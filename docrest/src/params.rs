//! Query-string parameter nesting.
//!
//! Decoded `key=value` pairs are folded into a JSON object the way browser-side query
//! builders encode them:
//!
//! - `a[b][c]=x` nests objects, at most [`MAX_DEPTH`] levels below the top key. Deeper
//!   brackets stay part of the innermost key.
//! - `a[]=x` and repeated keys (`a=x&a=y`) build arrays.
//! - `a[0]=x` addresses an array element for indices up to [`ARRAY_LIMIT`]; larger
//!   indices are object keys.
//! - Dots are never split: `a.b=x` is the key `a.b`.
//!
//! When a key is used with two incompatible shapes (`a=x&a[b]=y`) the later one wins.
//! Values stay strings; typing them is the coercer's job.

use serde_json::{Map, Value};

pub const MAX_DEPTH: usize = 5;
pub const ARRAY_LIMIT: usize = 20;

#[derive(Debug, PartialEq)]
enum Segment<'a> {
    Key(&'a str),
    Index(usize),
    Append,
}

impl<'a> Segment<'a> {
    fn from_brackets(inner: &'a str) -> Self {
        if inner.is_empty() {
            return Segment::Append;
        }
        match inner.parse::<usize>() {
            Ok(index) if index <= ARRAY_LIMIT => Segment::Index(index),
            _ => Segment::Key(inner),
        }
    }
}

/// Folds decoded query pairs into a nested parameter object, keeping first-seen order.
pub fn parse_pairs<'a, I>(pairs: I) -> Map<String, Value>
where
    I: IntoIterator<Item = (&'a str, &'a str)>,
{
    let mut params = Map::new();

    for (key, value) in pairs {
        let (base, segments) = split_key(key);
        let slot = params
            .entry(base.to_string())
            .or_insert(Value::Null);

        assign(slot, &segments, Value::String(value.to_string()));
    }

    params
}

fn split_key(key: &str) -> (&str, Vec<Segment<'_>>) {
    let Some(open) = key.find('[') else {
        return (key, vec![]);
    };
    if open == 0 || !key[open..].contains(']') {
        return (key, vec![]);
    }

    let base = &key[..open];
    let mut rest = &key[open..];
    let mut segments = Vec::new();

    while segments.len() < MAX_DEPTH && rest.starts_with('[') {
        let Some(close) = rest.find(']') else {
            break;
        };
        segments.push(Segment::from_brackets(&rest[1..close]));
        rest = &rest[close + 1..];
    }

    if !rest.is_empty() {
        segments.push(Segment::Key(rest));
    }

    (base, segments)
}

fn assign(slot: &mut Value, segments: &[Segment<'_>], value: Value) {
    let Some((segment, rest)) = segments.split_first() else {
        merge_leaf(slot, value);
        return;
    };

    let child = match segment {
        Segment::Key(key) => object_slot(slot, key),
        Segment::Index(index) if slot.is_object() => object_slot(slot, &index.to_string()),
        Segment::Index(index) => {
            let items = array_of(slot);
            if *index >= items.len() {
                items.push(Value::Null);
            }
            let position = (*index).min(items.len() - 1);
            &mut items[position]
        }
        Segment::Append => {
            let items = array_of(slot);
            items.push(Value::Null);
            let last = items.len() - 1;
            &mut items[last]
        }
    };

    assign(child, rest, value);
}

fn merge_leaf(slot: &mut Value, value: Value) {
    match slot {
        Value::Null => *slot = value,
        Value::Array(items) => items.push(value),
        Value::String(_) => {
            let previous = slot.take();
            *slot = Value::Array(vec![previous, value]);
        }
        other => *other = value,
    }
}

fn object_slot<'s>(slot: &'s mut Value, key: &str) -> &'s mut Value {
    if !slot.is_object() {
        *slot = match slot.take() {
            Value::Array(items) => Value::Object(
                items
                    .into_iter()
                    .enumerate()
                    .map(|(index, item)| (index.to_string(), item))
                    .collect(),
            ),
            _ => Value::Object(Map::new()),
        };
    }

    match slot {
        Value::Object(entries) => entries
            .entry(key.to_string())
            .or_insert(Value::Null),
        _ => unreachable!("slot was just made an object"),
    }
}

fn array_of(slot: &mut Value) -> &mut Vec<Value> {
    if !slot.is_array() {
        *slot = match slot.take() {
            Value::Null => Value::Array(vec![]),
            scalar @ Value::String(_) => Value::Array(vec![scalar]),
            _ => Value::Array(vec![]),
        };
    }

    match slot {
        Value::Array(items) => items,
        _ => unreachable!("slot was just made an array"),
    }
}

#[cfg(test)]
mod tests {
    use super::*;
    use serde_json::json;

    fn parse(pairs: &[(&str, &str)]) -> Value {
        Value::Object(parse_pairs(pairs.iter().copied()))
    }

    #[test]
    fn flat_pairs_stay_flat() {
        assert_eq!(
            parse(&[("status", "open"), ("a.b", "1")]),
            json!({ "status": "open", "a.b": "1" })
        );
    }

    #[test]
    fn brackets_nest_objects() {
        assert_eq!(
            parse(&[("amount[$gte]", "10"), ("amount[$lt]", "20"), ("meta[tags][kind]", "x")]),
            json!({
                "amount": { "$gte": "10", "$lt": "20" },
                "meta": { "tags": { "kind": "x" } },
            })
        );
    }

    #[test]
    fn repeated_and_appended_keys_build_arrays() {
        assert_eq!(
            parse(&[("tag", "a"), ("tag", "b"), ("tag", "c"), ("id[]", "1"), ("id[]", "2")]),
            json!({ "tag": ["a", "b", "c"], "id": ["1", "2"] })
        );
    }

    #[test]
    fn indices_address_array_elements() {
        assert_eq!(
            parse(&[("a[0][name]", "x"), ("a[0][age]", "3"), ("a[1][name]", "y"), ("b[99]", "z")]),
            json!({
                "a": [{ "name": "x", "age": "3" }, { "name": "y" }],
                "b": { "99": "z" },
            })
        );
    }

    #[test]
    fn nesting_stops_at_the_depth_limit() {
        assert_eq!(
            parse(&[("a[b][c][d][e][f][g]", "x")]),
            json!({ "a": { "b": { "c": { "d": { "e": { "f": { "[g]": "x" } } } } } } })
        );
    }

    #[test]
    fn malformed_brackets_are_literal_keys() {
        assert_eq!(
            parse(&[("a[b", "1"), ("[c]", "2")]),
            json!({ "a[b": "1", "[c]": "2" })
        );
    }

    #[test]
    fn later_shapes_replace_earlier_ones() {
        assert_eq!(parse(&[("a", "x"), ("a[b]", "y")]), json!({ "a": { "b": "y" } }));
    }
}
□ □ □
What to produce:
What lines of the listing contain the word "push"? Copy them all.

Response for this exercise:
        segments.push(Segment::from_brackets(&rest[1..close]));
        segments.push(Segment::Key(rest));
                items.push(Value::Null);
            items.push(Value::Null);
        Value::Array(items) => items.push(value),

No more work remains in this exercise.